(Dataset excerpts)
▼

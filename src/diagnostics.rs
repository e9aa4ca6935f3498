//! Counters for floors and numerical degeneracies.
//!
//! A sweep never aborts on a degenerate interface. It clamps, substitutes a
//! well-defined value, and counts the event here, so the time integrator can
//! decide whether to accept the step, retry with a smaller one, or stop.
//!
//! # Example
//!
//! ```
//! use mhd_rs::diagnostics::NumericalDiagnostics;
//!
//! let mut diag = NumericalDiagnostics::default();
//! diag.pressure_floors += 3;
//! assert!(!diag.has_degeneracies()); // floors are policy, not degeneracy
//!
//! diag.zero_spread_fans += 1;
//! assert!(diag.check().is_err());
//! ```

use std::fmt;
use std::ops::{Add, AddAssign};

use crate::error::{MhdError, Result};

/// Event counts accumulated over one sweep.
#[derive(Clone, Copy, Debug, Default, PartialEq, Eq)]
pub struct NumericalDiagnostics {
    /// Interface states whose thermal pressure was raised to the floor.
    pub pressure_floors: u64,
    /// Interface states whose sound speed was raised to the floor.
    pub sound_speed_floors: u64,
    /// Magnetosonic discriminants that were negative and clamped to zero.
    pub negative_discriminants: u64,
    /// Squared slow/fast speeds that were negative and clamped to zero.
    pub negative_wave_speeds: u64,
    /// Interfaces with `bp == bm == 0`, where the HLLE blend is undefined.
    pub zero_spread_fans: u64,
    /// Interfaces whose flux came out NaN or infinite.
    pub non_finite_fluxes: u64,
}

impl NumericalDiagnostics {
    /// Whether any event other than a documented floor occurred.
    pub fn has_degeneracies(&self) -> bool {
        self.negative_discriminants > 0
            || self.negative_wave_speeds > 0
            || self.zero_spread_fans > 0
            || self.non_finite_fluxes > 0
    }

    /// Whether no event at all was recorded.
    pub fn is_clean(&self) -> bool {
        *self == Self::default()
    }

    /// Turn a degenerate sweep into an error.
    pub fn check(&self) -> Result<()> {
        if self.has_degeneracies() {
            Err(MhdError::NumericalDegeneracy(self.to_string()))
        } else {
            Ok(())
        }
    }

    /// Emit a warning through `tracing` if anything degenerate happened.
    pub(crate) fn report(&self, stage: &'static str) {
        if self.has_degeneracies() {
            tracing::warn!(
                stage,
                negative_discriminants = self.negative_discriminants,
                negative_wave_speeds = self.negative_wave_speeds,
                zero_spread_fans = self.zero_spread_fans,
                non_finite_fluxes = self.non_finite_fluxes,
                "degenerate interfaces in sweep"
            );
        } else if !self.is_clean() {
            tracing::debug!(
                stage,
                pressure_floors = self.pressure_floors,
                sound_speed_floors = self.sound_speed_floors,
                "floors applied in sweep"
            );
        }
    }
}

impl Add for NumericalDiagnostics {
    type Output = Self;

    fn add(self, rhs: Self) -> Self {
        Self {
            pressure_floors: self.pressure_floors + rhs.pressure_floors,
            sound_speed_floors: self.sound_speed_floors + rhs.sound_speed_floors,
            negative_discriminants: self.negative_discriminants + rhs.negative_discriminants,
            negative_wave_speeds: self.negative_wave_speeds + rhs.negative_wave_speeds,
            zero_spread_fans: self.zero_spread_fans + rhs.zero_spread_fans,
            non_finite_fluxes: self.non_finite_fluxes + rhs.non_finite_fluxes,
        }
    }
}

impl AddAssign for NumericalDiagnostics {
    fn add_assign(&mut self, rhs: Self) {
        *self = *self + rhs;
    }
}

impl fmt::Display for NumericalDiagnostics {
    fn fmt(&self, f: &mut fmt::Formatter<'_>) -> fmt::Result {
        write!(
            f,
            "pressure floors: {}, sound-speed floors: {}, negative discriminants: {}, \
             negative wave speeds: {}, zero-spread fans: {}, non-finite fluxes: {}",
            self.pressure_floors,
            self.sound_speed_floors,
            self.negative_discriminants,
            self.negative_wave_speeds,
            self.zero_spread_fans,
            self.non_finite_fluxes
        )
    }
}
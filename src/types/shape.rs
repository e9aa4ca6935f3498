//! Ghosted grid extents.

use std::fmt;
use std::ops::Range;

use crate::error::{MhdError, Result};

/// Minimum ghost width required by the widest stencil in the crate.
///
/// Reconstruction writes three cells past the interior plus one more for the
/// shifted left state, and the EMF derivative stage reads three cells past
/// the interior plus a one-cell lookback.
pub const REQUIRED_GHOSTS: usize = 4;

/// Interior size and ghost width of a structured 2D patch.
///
/// Arrays allocated for this shape have `qx() × qy()` cells; the interior
/// occupies `ilo()..ihi()` × `jlo()..jhi()`.
#[derive(Clone, Copy, Debug, PartialEq, Eq, Hash)]
pub struct GridShape {
    /// Interior cells along x.
    pub nx: usize,
    /// Interior cells along y.
    pub ny: usize,
    /// Ghost cells on every side.
    pub ng: usize,
}

impl GridShape {
    /// Create a new shape.
    pub const fn new(nx: usize, ny: usize, ng: usize) -> Self {
        Self { nx, ny, ng }
    }

    /// Total extent along x including ghosts.
    #[inline]
    pub const fn qx(&self) -> usize {
        self.nx + 2 * self.ng
    }

    /// Total extent along y including ghosts.
    #[inline]
    pub const fn qy(&self) -> usize {
        self.ny + 2 * self.ng
    }

    /// First interior index along x.
    #[inline]
    pub const fn ilo(&self) -> usize {
        self.ng
    }

    /// One past the last interior index along x.
    #[inline]
    pub const fn ihi(&self) -> usize {
        self.ng + self.nx
    }

    /// First interior index along y.
    #[inline]
    pub const fn jlo(&self) -> usize {
        self.ng
    }

    /// One past the last interior index along y.
    #[inline]
    pub const fn jhi(&self) -> usize {
        self.ng + self.ny
    }

    /// Number of cells including ghosts.
    #[inline]
    pub const fn n_cells(&self) -> usize {
        self.qx() * self.qy()
    }

    /// Interior range along x widened by `margin` cells on both sides.
    ///
    /// `margin` must not exceed the ghost width.
    #[inline]
    pub fn i_range(&self, margin: usize) -> Range<usize> {
        self.ilo() - margin..self.ihi() + margin
    }

    /// Interior range along y widened by `margin` cells on both sides.
    #[inline]
    pub fn j_range(&self, margin: usize) -> Range<usize> {
        self.jlo() - margin..self.jhi() + margin
    }

    /// Check the ghost width against [`REQUIRED_GHOSTS`].
    pub fn check_ghosts(&self) -> Result<()> {
        if self.ng < REQUIRED_GHOSTS {
            return Err(MhdError::InsufficientGhosts {
                required: REQUIRED_GHOSTS,
                actual: self.ng,
            });
        }
        Ok(())
    }

    /// Check that `other` describes the same grid.
    pub fn check_same(&self, field: &'static str, other: &GridShape) -> Result<()> {
        if self != other {
            return Err(MhdError::shape_mismatch(field, self, other));
        }
        Ok(())
    }
}

impl fmt::Display for GridShape {
    fn fmt(&self, f: &mut fmt::Formatter<'_>) -> fmt::Result {
        write!(f, "{}x{} (ng={})", self.nx, self.ny, self.ng)
    }
}
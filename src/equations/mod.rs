//! Ideal MHD closure and characteristic structure.
//!
//! Provides the physical flux F(U) along a sweep direction and the seven
//! characteristic speeds of a Roe-averaged state:
//!
//! ∂U/∂t + ∂F(U)/∂x + ∂G(U)/∂y = S(U)
//!
//! where U is the conservative state, F and G are the directional fluxes, and
//! S collects the magnetic source terms.

mod eigen;
mod ideal_mhd;

pub use eigen::{WaveSpeeds, fast_speed, roe_eigenvalues};
pub use ideal_mhd::{IdealMhd, SQRT_4PI};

▲

### What you are asked to do
Where a line above contains the word "First", copy that line.

### Finished exercise
    /// First interior index along x.
    /// First interior index along y.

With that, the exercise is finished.